Michael Cardew, le premier apprenti de Leach, est peut-etre le plus fidele continuateur de sa vision. Installe a la Winchcombe Pottery des 1926, Cardew se consacre a la renaissance de la poterie paysanne anglaise, produisant des plats en slipware decores a la barbotine qui sont parmi les plus beaux du XXe siecle. Plus tard, Cardew partira au Ghana puis au Nigeria, ou il formera une generation de ceramistes africains — autre ramification inattendue de l’arbre Leach.

Katharine Pleydell-Bouverie et Norah Braden, formees par Leach dans les annees 1920, developpent un travail sur les glacures de cendres d’une grande subtilite. David Leach, le fils de Bernard, prend la direction de la poterie familiale et forme a son tour des dizaines de ceramistes.

Mais l’histoire du Studio Pottery britannique ne se resume pas a la lignee Leach. L’arrivee a Londres, en 1938, de Lucie Rie — refugiee viennoise fuyant le regime nazi — apporte un contrepoint essentiel. Rie vient de la tradition moderniste europeenne, pas de la tradition rurale que Leach venere. Ses pieces sont fines, tendues, d’une elegance geometrique qui contraste avec la robustesse terreuse des productions de St Ives.

Leach n’aimait pas le travail de Rie — il le trouvait trop « continental », insuffisamment ancre dans la tradition. Mais c’est precisement cette tension entre deux visions — l’une tournee vers le passe et l’artisanat paysan, l’autre vers la modernite et la sculpture — qui a nourri la richesse extraordinaire de la ceramique britannique d’apres-guerre. Hans Coper, qui a travaille dans l’atelier de Rie, poussera encore plus loin l’exploration sculpturale.

Bol tourne par Bernard Leach, collection du Yorkshire Museum

Hamada au sommet : Tresor national vivant

Pendant ce temps, au Japon, Hamada poursuit son chemin. Installe a Mashiko, il travaille exclusivement avec des materiaux locaux — argile du village, glacures a base de cendres de bois et de fer, pinceaux qu’il fabrique lui-meme en poils de chien et en bambou. Il refuse de signer ses pieces (fidele au principe Mingei de l’anonymat) et produit une ceramique d’une puissance tranquille — bols, plats, bouteilles a sake — ou chaque geste du pinceau est a la fois spontane et inevitable.

En 1955, le gouvernement japonais le designe « Tresor national vivant » (Ningen Kokuho), le premier artisan a recevoir cette distinction dans le domaine des metiers d’art. Hamada devient une figure mondiale. Il voyage, expose, donne des conferences — toujours avec cette modestie qui le caracterise.

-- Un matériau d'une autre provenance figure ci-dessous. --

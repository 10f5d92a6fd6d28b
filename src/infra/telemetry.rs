use std::sync::Once;

use metrics::{Unit, describe_counter, describe_histogram};
use tracing_error::ErrorLayer;
use tracing_subscriber::{
    EnvFilter, fmt,
    layer::{Layer, SubscriberExt},
    util::SubscriberInitExt,
};

use crate::config::{LogFormat, LoggingSettings};

use super::error::InfraError;

static METRIC_DESCRIPTIONS: Once = Once::new();

/// Install a global tracing subscriber using the provided logging settings.
pub fn init(logging: &LoggingSettings) -> Result<(), InfraError> {
    describe_metrics();

    let env_filter = EnvFilter::builder()
        .with_default_directive(logging.level.into())
        .from_env_lossy();

    let fmt_layer = match logging.format {
        LogFormat::Json => fmt::layer()
            .json()
            .with_current_span(true)
            .with_span_list(true)
            .with_target(true)
            .boxed(),
        LogFormat::Compact => fmt::layer().compact().with_target(true).boxed(),
    };

    tracing_subscriber::registry()
        .with(env_filter)
        .with(ErrorLayer::default())
        .with(fmt_layer)
        .try_init()
        .map_err(|err| {
            InfraError::telemetry(format!("failed to install tracing subscriber: {err}"))
        })
}

fn describe_metrics() {
    METRIC_DESCRIPTIONS.call_once(|| {
        describe_counter!(
            "catalog_cache_hit_total",
            Unit::Count,
            "Total number of context cache hits."
        );
        describe_counter!(
            "catalog_cache_miss_total",
            Unit::Count,
            "Total number of context cache misses, including stale entries."
        );
        describe_counter!(
            "catalog_cache_bump_total",
            Unit::Count,
            "Total number of version counter increments."
        );
        describe_counter!(
            "catalog_cache_backend_error_total",
            Unit::Count,
            "Total number of cache backend failures degraded to misses or no-ops."
        );
        describe_histogram!(
            "catalog_index_ms",
            Unit::Milliseconds,
            "Catalog indexing latency in milliseconds."
        );
        describe_histogram!(
            "catalog_dispatch_ms",
            Unit::Milliseconds,
            "Catalog event dispatch latency in milliseconds."
        );
    });
}
//! Routes catalog mutation events to the indexer and the context cache.
//!
//! Each dispatch re-indexes synchronously, then bumps the cache. Indexing
//! failures are returned to the caller without retry; cache failures are
//! only logged.

mod events;
mod plan;

pub use events::CatalogEvent;
pub use plan::DispatchPlan;

use std::collections::{BTreeMap, BTreeSet};
use std::fmt;
use std::sync::Arc;
use std::time::Instant;

use metrics::histogram;
use thiserror::Error;
use tracing::{debug, info, instrument, warn};

use crate::application::indexer::{CatalogIndexer, IndexError, IndexReport};
use crate::application::repos::CatalogReadRepo;
use crate::cache::{CascadeReport, ContextCache, Namespace};
use crate::domain::ids::{ProductId, ShopId, ShopProductId};

const METRIC_DISPATCH_MS: &str = "catalog_dispatch_ms";
const SOURCE: &str = "application::router";

#[derive(Debug, Clone, Copy, PartialEq, Eq)]
pub enum IndexTarget {
    Product(ProductId),
    ShopProduct(ShopProductId),
}

impl fmt::Display for IndexTarget {
    fn fmt(&self, f: &mut fmt::Formatter<'_>) -> fmt::Result {
        match self {
            IndexTarget::Product(id) => write!(f, "product {id}"),
            IndexTarget::ShopProduct(id) => write!(f, "shop product {id}"),
        }
    }
}

#[derive(Debug, Error)]
pub enum DispatchError {
    #[error("re-indexing {target} failed")]
    Index {
        target: IndexTarget,
        #[source]
        source: IndexError,
    },
}

#[derive(Debug, Clone, Default, PartialEq, Eq)]
pub struct DispatchReport {
    pub indexed: IndexReport,
    pub cascade: CascadeReport,
    pub listings_bumped: bool,
}

#[derive(Clone)]
pub struct InvalidationRouter {
    reader: Arc<dyn CatalogReadRepo>,
    indexer: CatalogIndexer,
    cache: ContextCache,
}

impl InvalidationRouter {
    pub fn new(
        reader: Arc<dyn CatalogReadRepo>,
        indexer: CatalogIndexer,
        cache: ContextCache,
    ) -> Self {
        Self {
            reader,
            indexer,
            cache,
        }
    }

    pub async fn dispatch(&self, event: &CatalogEvent) -> Result<DispatchReport, DispatchError> {
        self.dispatch_all(std::slice::from_ref(event)).await
    }

    /// Merge `events` into one plan and run it.
    ///
    /// The cache phase runs even when re-indexing fails so that nothing keeps
    /// serving values derived from the old state; the indexing error is still
    /// returned.
    #[instrument(skip_all, fields(events = events.len()))]
    pub async fn dispatch_all(
        &self,
        events: &[CatalogEvent],
    ) -> Result<DispatchReport, DispatchError> {
        let started_at = Instant::now();
        let plan = DispatchPlan::from_events(events);
        if plan.is_empty() {
            debug!(target = SOURCE, "Dispatch skipped: empty plan");
            return Ok(DispatchReport::default());
        }
        debug!(target = SOURCE, plan = %plan, "Dispatch plan built");

        let mut report = DispatchReport::default();
        let index_result = self.reindex(&plan, &mut report.indexed).await;

        report.cascade = self.invalidate(&plan).await;
        if plan.bump_listings {
            self.cache.bump_namespace(Namespace::CATALOG_LISTING).await;
            report.listings_bumped = true;
        }

        let kinds: Vec<&'static str> = events.iter().map(CatalogEvent::kind).collect();
        histogram!(METRIC_DISPATCH_MS).record(started_at.elapsed().as_secs_f64() * 1000.0);
        match &index_result {
            Ok(()) => info!(
                target = SOURCE,
                kinds = ?kinds,
                shop_products = report.indexed.shop_products,
                bumped_products = report.cascade.products.len(),
                bumped_shop_products = report.cascade.shop_products.len(),
                partial_cascade = report.cascade.partial,
                "Catalog events dispatched"
            ),
            Err(err) => warn!(
                target = SOURCE,
                kinds = ?kinds,
                error = %err,
                "Catalog event dispatch failed"
            ),
        }

        index_result.map(|()| report)
    }

    async fn reindex(
        &self,
        plan: &DispatchPlan,
        report: &mut IndexReport,
    ) -> Result<(), DispatchError> {
        for &product in &plan.index_products {
            let result = self.indexer.index_product(product).await;
            let indexed = tolerate_removed(result, IndexTarget::Product(product))?;
            report.merge(indexed);
        }
        for &shop_product in &plan.index_shop_products {
            let result = self.indexer.index_shop_product(shop_product).await;
            let indexed = tolerate_removed(result, IndexTarget::ShopProduct(shop_product))?;
            report.merge(indexed);
        }
        Ok(())
    }

    async fn invalidate(&self, plan: &DispatchPlan) -> CascadeReport {
        let mut cascades: BTreeMap<Option<ShopId>, BTreeSet<ProductId>> =
            plan.cascade_products.clone();
        let mut report = CascadeReport::default();

        for &shop_product_id in &plan.cascade_shop_products {
            match self.reader.find_shop_product(shop_product_id).await {
                Ok(Some(row)) => {
                    cascades
                        .entry(Some(row.shop_id))
                        .or_default()
                        .insert(row.product_id);
                }
                Ok(None) => self.bump_orphan(shop_product_id, &mut report).await,
                Err(err) => {
                    warn!(
                        target = SOURCE,
                        shop_product = %shop_product_id,
                        error = %err,
                        "Shop product lookup failed before cascade"
                    );
                    report.partial = true;
                    self.bump_orphan(shop_product_id, &mut report).await;
                }
            }
        }

        for (shop, manufacturers) in &plan.cascade_manufacturers {
            for &manufacturer in manufacturers {
                match self.reader.products_for_manufacturer(manufacturer).await {
                    Ok(products) => cascades.entry(*shop).or_default().extend(products),
                    Err(err) => {
                        warn!(
                            target = SOURCE,
                            manufacturer = %manufacturer,
                            error = %err,
                            "Manufacturer lookup failed before cascade"
                        );
                        report.partial = true;
                    }
                }
            }
        }

        for (shop, products) in cascades {
            if products.is_empty() {
                continue;
            }
            let products: Vec<ProductId> = products.into_iter().collect();
            let cascade = self
                .cache
                .bump_cascade_for_product(self.reader.as_ref(), &products, shop)
                .await;
            report.products.extend(cascade.products);
            report.shop_products.extend(cascade.shop_products);
            report.partial |= cascade.partial;
        }

        for &product in &plan.bump_products {
            if report.products.insert(product) {
                self.cache
                    .bump_item(Namespace::PRODUCT, &product.to_string())
                    .await;
            }
        }
        report
    }

    /// Shop products that cannot be resolved still get their own bump.
    async fn bump_orphan(&self, shop_product_id: ShopProductId, report: &mut CascadeReport) {
        if report.shop_products.insert(shop_product_id) {
            self.cache
                .bump_item(Namespace::SHOP_PRODUCT, &shop_product_id.to_string())
                .await;
        }
    }
}

/// A row deleted before its event was handled has nothing left to index.
fn tolerate_removed(
    result: Result<IndexReport, IndexError>,
    target: IndexTarget,
) -> Result<IndexReport, DispatchError> {
    match result {
        Ok(report) => Ok(report),
        Err(IndexError::ProductNotFound(id)) if target == IndexTarget::Product(id) => {
            debug!(target = SOURCE, index_target = %target, "Indexed row no longer exists");
            Ok(IndexReport::default())
        }
        Err(IndexError::ShopProductNotFound(id)) if target == IndexTarget::ShopProduct(id) => {
            debug!(target = SOURCE, index_target = %target, "Indexed row no longer exists");
            Ok(IndexReport::default())
        }
        Err(source) => Err(DispatchError::Index { target, source }),
    }
}
//! Typed catalog mutation events.

use serde::{Deserialize, Serialize};

use crate::domain::ids::{ManufacturerId, ProductId, ShopId, ShopProductId};

/// A data mutation reported by the surrounding application. Delivery may be
/// repeated; handling is idempotent.
#[derive(Debug, Clone, PartialEq, Eq, Serialize, Deserialize)]
#[serde(tag = "type", rename_all = "snake_case")]
pub enum CatalogEvent {
    ProductChanged {
        product_ids: Vec<ProductId>,
        #[serde(default)]
        shop_id: Option<ShopId>,
    },
    ShopProductChanged {
        shop_product_ids: Vec<ShopProductId>,
    },
    StockChanged {
        product_ids: Vec<ProductId>,
        #[serde(default)]
        shop_id: Option<ShopId>,
    },
    PriceRuleChanged {
        product_ids: Vec<ProductId>,
        #[serde(default)]
        shop_id: Option<ShopId>,
    },
    ManufacturerChanged {
        manufacturer_id: ManufacturerId,
        #[serde(default)]
        shop_id: Option<ShopId>,
    },
    /// Both ends of the changed cross-sell links.
    CrossSellChanged {
        product_ids: Vec<ProductId>,
    },
    MediaChanged {
        product_ids: Vec<ProductId>,
        #[serde(default)]
        shop_id: Option<ShopId>,
    },
}

impl CatalogEvent {
    pub fn kind(&self) -> &'static str {
        match self {
            CatalogEvent::ProductChanged { .. } => "product_changed",
            CatalogEvent::ShopProductChanged { .. } => "shop_product_changed",
            CatalogEvent::StockChanged { .. } => "stock_changed",
            CatalogEvent::PriceRuleChanged { .. } => "price_rule_changed",
            CatalogEvent::ManufacturerChanged { .. } => "manufacturer_changed",
            CatalogEvent::CrossSellChanged { .. } => "cross_sell_changed",
            CatalogEvent::MediaChanged { .. } => "media_changed",
        }
    }

    pub fn product_changed(product_ids: impl IntoIterator<Item = ProductId>) -> Self {
        CatalogEvent::ProductChanged {
            product_ids: product_ids.into_iter().collect(),
            shop_id: None,
        }
    }

    pub fn price_rule_changed(
        product_ids: impl IntoIterator<Item = ProductId>,
        shop_id: Option<ShopId>,
    ) -> Self {
        CatalogEvent::PriceRuleChanged {
            product_ids: product_ids.into_iter().collect(),
            shop_id,
        }
    }

    pub fn stock_changed(product_ids: impl IntoIterator<Item = ProductId>) -> Self {
        CatalogEvent::StockChanged {
            product_ids: product_ids.into_iter().collect(),
            shop_id: None,
        }
    }
}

Leach et Hamada se retrouvent regulierement, au Japon et en Angleterre, jusqu’a la mort de Hamada en 1978 et celle de Leach en 1979. Leur amitie aura dure soixante ans.

L’heritage : une revolution permanente

Qu’est-ce que le mouvement Studio Pottery a change, concretement ?

D’abord, il a reinvente le statut du potier. Avant Leach, en Occident, le ceramiste etait soit un ouvrier d’usine, soit un decorateur de porcelaine. Le potier de village avait quasiment disparu. Leach a redonne ses lettres de noblesse au travail de l’atelier — un individu, un tour, un four, une vision.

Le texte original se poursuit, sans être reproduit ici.